What the task asks:
Search the entries below for "HeapReport" and copy each matching line.

Input data:

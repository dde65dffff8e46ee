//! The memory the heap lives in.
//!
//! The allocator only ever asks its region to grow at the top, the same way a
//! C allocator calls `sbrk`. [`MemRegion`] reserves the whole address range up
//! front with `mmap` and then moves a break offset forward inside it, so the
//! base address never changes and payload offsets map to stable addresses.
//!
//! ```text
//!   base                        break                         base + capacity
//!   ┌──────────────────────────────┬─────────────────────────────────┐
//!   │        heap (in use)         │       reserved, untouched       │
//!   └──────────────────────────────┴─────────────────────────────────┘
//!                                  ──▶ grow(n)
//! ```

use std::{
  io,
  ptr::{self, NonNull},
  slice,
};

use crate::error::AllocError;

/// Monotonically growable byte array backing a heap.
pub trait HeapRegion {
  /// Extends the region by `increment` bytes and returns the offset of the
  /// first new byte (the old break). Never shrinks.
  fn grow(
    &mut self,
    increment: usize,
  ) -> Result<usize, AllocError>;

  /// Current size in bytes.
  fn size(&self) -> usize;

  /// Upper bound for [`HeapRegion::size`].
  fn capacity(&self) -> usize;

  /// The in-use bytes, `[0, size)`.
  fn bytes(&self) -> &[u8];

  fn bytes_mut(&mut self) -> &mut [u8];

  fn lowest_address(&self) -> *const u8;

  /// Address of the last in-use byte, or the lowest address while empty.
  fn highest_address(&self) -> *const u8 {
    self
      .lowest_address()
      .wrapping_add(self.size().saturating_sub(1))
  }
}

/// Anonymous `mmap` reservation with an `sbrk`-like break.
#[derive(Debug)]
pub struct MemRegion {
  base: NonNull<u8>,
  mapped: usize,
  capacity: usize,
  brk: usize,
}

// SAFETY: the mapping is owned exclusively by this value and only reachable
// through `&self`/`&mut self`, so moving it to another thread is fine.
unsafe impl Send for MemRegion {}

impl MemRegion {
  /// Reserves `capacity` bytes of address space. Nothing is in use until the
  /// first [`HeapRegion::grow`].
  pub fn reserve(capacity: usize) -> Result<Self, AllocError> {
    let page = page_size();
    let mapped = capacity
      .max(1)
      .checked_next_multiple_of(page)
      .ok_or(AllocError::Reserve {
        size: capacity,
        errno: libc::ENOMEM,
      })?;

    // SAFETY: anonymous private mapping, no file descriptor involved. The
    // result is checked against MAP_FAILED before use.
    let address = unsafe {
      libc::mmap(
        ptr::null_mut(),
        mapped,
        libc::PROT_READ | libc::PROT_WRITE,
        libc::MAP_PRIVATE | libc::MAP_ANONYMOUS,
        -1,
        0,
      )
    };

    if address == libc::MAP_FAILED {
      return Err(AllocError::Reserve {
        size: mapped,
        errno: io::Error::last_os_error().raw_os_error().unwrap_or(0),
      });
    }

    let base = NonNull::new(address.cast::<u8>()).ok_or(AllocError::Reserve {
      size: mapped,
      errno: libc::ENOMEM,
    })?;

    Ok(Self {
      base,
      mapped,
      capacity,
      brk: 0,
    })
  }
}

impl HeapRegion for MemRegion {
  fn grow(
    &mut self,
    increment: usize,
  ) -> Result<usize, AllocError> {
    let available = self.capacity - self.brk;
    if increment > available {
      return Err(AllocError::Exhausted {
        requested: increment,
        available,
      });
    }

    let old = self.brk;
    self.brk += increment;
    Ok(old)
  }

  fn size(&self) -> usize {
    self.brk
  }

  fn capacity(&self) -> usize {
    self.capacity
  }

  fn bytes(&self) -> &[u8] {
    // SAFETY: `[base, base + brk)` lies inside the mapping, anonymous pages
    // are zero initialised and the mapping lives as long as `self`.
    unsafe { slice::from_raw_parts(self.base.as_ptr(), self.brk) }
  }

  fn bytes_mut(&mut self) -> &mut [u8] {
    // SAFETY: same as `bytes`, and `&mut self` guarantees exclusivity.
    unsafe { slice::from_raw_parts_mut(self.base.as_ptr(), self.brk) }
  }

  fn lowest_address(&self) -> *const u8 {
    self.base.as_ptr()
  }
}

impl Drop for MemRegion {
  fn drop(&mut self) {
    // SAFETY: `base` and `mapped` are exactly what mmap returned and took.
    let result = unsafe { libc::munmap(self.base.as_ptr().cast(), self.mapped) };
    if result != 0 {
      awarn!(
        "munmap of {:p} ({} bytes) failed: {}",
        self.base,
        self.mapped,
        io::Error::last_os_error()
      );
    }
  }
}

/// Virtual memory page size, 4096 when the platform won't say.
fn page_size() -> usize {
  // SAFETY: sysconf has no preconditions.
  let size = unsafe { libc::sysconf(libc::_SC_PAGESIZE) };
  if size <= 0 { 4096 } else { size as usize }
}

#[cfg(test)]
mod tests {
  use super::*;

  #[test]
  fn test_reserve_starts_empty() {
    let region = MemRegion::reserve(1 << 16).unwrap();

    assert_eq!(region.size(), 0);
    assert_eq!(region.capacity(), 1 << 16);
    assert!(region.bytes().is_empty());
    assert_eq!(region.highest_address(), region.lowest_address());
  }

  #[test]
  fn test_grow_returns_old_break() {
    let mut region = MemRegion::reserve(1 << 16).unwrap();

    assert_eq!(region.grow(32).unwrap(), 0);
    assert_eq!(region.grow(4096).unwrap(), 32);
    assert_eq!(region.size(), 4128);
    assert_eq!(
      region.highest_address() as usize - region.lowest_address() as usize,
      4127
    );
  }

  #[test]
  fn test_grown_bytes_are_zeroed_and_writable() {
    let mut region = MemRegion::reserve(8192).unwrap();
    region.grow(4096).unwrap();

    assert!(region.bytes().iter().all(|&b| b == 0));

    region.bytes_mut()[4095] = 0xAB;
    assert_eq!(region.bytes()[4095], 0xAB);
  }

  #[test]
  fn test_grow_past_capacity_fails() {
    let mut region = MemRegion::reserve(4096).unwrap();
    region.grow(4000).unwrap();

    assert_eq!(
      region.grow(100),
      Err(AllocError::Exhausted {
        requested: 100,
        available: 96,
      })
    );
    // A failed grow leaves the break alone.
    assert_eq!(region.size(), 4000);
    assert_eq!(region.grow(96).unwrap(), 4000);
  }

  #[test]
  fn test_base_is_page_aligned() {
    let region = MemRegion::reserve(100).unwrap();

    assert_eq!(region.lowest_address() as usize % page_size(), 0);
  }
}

---

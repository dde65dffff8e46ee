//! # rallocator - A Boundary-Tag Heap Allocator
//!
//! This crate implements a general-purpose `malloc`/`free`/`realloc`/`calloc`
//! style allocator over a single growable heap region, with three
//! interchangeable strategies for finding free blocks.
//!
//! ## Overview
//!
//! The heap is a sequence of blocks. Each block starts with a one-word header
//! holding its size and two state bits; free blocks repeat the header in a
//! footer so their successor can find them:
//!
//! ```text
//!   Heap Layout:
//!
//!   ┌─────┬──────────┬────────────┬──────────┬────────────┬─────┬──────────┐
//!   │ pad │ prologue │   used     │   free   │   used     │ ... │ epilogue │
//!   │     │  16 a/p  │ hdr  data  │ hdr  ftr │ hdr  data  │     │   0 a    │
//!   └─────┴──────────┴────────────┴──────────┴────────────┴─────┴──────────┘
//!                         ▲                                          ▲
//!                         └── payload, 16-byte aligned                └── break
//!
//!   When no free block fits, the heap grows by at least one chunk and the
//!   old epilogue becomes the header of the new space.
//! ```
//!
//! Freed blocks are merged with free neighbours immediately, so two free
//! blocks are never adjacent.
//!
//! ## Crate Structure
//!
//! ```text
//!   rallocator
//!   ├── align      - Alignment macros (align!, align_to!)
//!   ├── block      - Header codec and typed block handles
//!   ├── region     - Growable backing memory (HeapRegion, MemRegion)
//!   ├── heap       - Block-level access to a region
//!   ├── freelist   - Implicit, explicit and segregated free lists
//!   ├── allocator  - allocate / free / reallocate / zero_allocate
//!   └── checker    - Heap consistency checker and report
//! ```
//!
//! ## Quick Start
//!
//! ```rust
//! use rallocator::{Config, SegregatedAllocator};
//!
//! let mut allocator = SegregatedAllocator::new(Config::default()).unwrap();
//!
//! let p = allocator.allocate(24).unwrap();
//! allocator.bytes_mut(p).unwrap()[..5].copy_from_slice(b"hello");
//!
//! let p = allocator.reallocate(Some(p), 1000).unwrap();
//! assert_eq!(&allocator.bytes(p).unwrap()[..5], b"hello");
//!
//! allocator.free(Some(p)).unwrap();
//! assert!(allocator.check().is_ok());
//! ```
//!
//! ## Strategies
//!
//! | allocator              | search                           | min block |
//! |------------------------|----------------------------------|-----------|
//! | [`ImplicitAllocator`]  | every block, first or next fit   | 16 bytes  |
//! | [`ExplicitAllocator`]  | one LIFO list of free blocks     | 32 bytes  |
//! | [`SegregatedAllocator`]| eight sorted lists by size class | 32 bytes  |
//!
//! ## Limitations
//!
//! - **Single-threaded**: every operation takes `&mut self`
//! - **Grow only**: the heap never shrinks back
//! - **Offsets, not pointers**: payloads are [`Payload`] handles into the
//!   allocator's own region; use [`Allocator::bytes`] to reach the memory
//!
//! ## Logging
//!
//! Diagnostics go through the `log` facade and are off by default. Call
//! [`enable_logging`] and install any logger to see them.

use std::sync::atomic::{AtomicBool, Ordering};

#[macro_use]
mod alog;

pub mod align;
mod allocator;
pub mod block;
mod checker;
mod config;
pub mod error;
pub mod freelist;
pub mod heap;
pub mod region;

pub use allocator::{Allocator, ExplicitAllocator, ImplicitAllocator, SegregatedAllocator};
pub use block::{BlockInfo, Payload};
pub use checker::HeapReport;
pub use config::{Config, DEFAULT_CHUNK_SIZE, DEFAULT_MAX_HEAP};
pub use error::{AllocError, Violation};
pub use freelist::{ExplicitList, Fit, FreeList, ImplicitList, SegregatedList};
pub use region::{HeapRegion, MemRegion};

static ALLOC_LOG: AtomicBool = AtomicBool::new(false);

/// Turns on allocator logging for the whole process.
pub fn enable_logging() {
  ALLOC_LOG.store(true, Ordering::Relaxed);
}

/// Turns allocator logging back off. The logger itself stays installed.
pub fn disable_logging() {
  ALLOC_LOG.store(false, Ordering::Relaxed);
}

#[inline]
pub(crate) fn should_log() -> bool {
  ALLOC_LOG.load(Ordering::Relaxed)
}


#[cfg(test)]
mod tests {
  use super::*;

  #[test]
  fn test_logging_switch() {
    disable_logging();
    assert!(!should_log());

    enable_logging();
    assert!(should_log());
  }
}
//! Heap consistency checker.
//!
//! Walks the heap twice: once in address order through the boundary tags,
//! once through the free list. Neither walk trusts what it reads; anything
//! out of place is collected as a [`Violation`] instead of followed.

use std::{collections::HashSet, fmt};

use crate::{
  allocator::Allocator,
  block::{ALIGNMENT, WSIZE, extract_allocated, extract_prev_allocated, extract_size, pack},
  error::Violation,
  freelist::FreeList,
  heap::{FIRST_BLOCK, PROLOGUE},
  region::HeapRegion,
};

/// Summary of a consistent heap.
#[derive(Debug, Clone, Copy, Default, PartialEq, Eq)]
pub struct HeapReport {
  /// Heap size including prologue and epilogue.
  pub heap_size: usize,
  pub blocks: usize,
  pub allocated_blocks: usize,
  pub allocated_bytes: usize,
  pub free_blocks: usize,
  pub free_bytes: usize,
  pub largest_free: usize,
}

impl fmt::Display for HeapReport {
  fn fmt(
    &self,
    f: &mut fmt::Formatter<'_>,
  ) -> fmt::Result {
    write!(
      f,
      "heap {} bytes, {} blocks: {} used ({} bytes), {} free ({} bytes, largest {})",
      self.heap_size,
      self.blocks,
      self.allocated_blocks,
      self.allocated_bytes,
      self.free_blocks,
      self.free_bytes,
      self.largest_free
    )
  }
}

==

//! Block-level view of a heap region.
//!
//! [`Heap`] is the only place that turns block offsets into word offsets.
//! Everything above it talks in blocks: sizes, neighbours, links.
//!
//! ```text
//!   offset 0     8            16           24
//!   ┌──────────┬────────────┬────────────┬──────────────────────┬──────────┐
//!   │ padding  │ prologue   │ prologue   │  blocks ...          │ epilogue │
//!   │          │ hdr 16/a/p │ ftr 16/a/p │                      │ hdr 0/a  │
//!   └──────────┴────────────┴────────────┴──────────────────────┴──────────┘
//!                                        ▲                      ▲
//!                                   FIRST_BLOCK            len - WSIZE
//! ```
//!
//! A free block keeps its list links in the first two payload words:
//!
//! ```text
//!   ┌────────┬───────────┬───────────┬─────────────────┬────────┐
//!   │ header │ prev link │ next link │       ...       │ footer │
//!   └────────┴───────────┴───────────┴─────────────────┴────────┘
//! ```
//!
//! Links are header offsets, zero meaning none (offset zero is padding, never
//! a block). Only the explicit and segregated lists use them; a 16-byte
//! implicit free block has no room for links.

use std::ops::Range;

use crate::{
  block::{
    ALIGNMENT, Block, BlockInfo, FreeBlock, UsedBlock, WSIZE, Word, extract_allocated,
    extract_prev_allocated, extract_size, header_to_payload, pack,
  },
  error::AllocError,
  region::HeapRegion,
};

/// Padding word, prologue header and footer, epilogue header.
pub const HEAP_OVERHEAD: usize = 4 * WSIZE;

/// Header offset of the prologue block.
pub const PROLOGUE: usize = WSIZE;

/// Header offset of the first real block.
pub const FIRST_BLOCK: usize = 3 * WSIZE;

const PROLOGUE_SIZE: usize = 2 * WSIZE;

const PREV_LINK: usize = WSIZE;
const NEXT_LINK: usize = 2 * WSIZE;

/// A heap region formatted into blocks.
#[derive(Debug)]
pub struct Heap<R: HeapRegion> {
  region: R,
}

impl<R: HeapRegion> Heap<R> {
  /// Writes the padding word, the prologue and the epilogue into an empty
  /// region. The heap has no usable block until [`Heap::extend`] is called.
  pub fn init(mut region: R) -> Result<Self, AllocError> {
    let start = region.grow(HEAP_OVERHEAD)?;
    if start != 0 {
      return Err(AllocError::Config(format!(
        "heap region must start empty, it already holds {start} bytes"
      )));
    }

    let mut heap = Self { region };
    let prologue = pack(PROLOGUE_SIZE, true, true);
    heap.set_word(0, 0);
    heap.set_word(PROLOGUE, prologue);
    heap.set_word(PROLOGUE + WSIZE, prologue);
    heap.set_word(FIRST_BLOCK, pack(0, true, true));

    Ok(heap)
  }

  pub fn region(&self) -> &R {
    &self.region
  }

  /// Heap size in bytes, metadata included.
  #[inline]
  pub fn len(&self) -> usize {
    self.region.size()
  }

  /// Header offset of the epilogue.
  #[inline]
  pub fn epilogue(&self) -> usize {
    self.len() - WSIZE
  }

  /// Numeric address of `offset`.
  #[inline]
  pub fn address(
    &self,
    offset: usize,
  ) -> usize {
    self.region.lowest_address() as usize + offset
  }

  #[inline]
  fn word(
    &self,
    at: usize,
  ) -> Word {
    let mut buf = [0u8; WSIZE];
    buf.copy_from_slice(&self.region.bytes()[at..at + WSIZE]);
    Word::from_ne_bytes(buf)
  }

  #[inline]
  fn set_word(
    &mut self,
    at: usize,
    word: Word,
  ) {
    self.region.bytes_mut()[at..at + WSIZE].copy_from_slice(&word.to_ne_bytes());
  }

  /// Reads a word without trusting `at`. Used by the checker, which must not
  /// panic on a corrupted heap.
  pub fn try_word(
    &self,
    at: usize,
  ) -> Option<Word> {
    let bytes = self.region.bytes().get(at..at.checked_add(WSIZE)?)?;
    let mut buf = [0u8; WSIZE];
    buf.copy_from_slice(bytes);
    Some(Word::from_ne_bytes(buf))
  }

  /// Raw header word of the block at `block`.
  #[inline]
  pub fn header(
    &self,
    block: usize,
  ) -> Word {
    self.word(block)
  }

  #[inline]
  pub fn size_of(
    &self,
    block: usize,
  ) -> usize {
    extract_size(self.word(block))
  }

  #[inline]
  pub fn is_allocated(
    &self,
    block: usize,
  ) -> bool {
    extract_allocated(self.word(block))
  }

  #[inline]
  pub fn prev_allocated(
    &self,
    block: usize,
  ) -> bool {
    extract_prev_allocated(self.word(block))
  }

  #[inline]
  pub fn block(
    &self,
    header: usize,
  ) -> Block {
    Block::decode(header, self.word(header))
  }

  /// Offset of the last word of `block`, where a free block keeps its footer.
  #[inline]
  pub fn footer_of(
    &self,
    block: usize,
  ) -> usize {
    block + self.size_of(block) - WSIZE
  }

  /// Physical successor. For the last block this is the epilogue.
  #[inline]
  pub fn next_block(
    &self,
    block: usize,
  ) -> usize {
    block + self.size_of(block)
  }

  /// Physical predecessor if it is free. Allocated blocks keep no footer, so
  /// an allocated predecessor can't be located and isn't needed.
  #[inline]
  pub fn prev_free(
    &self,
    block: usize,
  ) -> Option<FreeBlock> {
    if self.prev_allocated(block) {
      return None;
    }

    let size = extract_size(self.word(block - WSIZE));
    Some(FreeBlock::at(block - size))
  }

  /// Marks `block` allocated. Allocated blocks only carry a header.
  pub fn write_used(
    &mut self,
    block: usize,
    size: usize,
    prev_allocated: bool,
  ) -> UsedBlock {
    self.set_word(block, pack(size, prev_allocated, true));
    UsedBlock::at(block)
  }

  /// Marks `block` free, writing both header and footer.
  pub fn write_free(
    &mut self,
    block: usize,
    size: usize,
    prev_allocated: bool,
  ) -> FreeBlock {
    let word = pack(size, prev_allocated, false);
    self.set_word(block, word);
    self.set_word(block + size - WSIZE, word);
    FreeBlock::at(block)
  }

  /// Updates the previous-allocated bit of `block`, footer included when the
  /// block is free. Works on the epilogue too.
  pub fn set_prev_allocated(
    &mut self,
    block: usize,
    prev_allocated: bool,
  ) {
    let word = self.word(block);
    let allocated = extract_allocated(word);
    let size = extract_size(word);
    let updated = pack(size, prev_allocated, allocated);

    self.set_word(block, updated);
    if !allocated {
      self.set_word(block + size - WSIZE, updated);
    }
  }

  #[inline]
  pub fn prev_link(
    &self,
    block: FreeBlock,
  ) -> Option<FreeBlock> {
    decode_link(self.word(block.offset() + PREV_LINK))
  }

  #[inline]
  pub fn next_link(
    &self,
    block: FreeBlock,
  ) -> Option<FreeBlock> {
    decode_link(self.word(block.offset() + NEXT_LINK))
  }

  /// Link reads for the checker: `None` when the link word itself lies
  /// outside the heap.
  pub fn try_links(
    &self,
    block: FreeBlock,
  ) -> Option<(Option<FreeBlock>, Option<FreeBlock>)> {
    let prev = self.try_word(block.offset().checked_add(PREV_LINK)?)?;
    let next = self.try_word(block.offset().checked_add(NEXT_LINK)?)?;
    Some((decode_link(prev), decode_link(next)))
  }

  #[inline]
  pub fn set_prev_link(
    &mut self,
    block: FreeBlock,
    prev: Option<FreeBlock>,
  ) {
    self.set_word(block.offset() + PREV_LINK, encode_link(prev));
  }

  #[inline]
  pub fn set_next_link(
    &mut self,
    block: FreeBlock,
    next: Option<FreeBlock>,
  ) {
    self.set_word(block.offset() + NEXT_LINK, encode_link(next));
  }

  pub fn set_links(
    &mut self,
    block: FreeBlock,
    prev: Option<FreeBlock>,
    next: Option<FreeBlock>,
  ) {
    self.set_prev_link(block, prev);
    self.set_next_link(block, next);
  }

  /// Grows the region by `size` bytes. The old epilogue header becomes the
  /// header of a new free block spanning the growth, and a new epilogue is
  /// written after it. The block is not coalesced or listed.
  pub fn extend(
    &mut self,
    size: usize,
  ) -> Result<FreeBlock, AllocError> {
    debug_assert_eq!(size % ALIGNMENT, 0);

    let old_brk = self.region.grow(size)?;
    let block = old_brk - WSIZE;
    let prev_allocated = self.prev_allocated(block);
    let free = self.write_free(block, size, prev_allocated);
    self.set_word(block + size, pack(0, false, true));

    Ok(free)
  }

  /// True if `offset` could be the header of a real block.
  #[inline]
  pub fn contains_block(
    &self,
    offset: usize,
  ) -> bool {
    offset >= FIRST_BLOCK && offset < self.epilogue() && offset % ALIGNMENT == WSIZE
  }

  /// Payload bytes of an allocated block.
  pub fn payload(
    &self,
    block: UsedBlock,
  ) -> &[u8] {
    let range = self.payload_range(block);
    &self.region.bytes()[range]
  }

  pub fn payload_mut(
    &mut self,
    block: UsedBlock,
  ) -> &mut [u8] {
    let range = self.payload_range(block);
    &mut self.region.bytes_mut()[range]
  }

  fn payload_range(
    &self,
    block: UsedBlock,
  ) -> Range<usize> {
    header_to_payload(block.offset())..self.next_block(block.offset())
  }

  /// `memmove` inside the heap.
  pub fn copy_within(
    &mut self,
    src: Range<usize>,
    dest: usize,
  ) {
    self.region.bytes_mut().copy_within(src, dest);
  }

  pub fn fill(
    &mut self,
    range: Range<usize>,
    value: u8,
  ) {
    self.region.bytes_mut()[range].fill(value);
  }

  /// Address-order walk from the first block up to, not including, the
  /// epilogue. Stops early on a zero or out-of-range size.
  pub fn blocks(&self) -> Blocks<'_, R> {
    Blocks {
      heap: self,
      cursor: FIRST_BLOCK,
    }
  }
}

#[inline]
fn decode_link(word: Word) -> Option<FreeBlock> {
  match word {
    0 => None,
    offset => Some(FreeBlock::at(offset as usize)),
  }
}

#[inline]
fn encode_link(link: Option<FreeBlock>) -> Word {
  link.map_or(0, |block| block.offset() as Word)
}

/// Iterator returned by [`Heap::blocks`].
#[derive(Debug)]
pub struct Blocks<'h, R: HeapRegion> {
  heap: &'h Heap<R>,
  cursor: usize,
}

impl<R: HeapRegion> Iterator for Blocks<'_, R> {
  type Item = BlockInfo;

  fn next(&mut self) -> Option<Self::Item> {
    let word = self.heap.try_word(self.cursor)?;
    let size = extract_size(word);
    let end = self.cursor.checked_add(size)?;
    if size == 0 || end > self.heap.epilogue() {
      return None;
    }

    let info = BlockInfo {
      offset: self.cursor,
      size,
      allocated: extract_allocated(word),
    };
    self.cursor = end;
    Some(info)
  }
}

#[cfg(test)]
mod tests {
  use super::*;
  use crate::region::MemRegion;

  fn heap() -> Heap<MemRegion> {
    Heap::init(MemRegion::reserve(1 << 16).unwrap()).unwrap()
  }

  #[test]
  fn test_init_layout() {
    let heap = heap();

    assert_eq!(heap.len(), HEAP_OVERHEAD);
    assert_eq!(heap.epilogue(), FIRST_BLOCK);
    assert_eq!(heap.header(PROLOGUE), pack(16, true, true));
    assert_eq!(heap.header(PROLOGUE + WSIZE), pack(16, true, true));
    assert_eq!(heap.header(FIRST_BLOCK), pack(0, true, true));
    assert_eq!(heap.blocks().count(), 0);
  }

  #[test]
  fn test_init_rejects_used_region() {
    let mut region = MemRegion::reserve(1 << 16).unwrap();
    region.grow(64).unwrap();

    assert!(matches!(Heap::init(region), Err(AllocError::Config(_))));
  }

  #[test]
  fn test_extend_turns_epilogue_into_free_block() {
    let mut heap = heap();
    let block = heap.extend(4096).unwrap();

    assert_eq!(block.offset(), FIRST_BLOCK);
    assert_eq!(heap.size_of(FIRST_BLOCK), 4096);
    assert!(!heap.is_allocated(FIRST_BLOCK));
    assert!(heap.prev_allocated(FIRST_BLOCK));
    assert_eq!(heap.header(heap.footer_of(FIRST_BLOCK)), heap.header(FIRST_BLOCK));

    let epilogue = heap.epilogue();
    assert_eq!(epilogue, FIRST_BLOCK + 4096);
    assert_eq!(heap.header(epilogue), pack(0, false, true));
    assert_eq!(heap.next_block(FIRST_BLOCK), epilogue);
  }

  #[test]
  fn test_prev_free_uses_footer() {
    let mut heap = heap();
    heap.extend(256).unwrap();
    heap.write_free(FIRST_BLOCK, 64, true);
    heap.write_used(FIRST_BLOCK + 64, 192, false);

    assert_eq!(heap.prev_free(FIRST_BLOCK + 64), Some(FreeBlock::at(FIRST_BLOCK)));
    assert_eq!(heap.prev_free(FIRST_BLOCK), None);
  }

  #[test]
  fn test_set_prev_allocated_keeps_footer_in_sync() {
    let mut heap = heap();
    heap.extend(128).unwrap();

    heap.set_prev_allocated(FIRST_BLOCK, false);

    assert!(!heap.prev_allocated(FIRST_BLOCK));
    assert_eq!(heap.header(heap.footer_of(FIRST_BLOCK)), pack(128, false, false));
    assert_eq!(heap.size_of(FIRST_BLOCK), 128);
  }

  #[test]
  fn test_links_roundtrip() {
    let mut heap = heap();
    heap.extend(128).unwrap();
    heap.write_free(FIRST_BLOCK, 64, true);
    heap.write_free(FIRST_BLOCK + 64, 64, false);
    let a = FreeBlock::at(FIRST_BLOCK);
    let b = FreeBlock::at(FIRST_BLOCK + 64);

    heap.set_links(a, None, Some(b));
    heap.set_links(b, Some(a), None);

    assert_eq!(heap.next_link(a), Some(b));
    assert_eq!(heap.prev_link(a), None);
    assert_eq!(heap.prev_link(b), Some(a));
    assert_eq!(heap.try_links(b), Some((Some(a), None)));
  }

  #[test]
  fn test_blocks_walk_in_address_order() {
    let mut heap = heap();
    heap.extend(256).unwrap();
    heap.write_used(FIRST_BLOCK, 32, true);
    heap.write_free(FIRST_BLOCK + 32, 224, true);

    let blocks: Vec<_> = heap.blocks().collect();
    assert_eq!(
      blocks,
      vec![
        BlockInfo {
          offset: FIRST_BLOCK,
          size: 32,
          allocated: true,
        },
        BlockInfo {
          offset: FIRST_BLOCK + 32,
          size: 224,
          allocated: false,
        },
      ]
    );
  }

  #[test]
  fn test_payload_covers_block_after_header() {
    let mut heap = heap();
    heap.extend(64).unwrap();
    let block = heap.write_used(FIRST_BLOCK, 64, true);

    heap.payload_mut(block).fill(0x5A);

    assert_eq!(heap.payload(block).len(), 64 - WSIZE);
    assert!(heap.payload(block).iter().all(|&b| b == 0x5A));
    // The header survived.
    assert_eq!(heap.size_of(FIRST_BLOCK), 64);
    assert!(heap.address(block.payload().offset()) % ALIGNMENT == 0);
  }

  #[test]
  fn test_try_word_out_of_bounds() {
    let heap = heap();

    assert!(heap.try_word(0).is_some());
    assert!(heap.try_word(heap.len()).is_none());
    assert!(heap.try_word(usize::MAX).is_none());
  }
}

Result of the exercise:
pub use checker::HeapReport;
pub struct HeapReport {
impl fmt::Display for HeapReport {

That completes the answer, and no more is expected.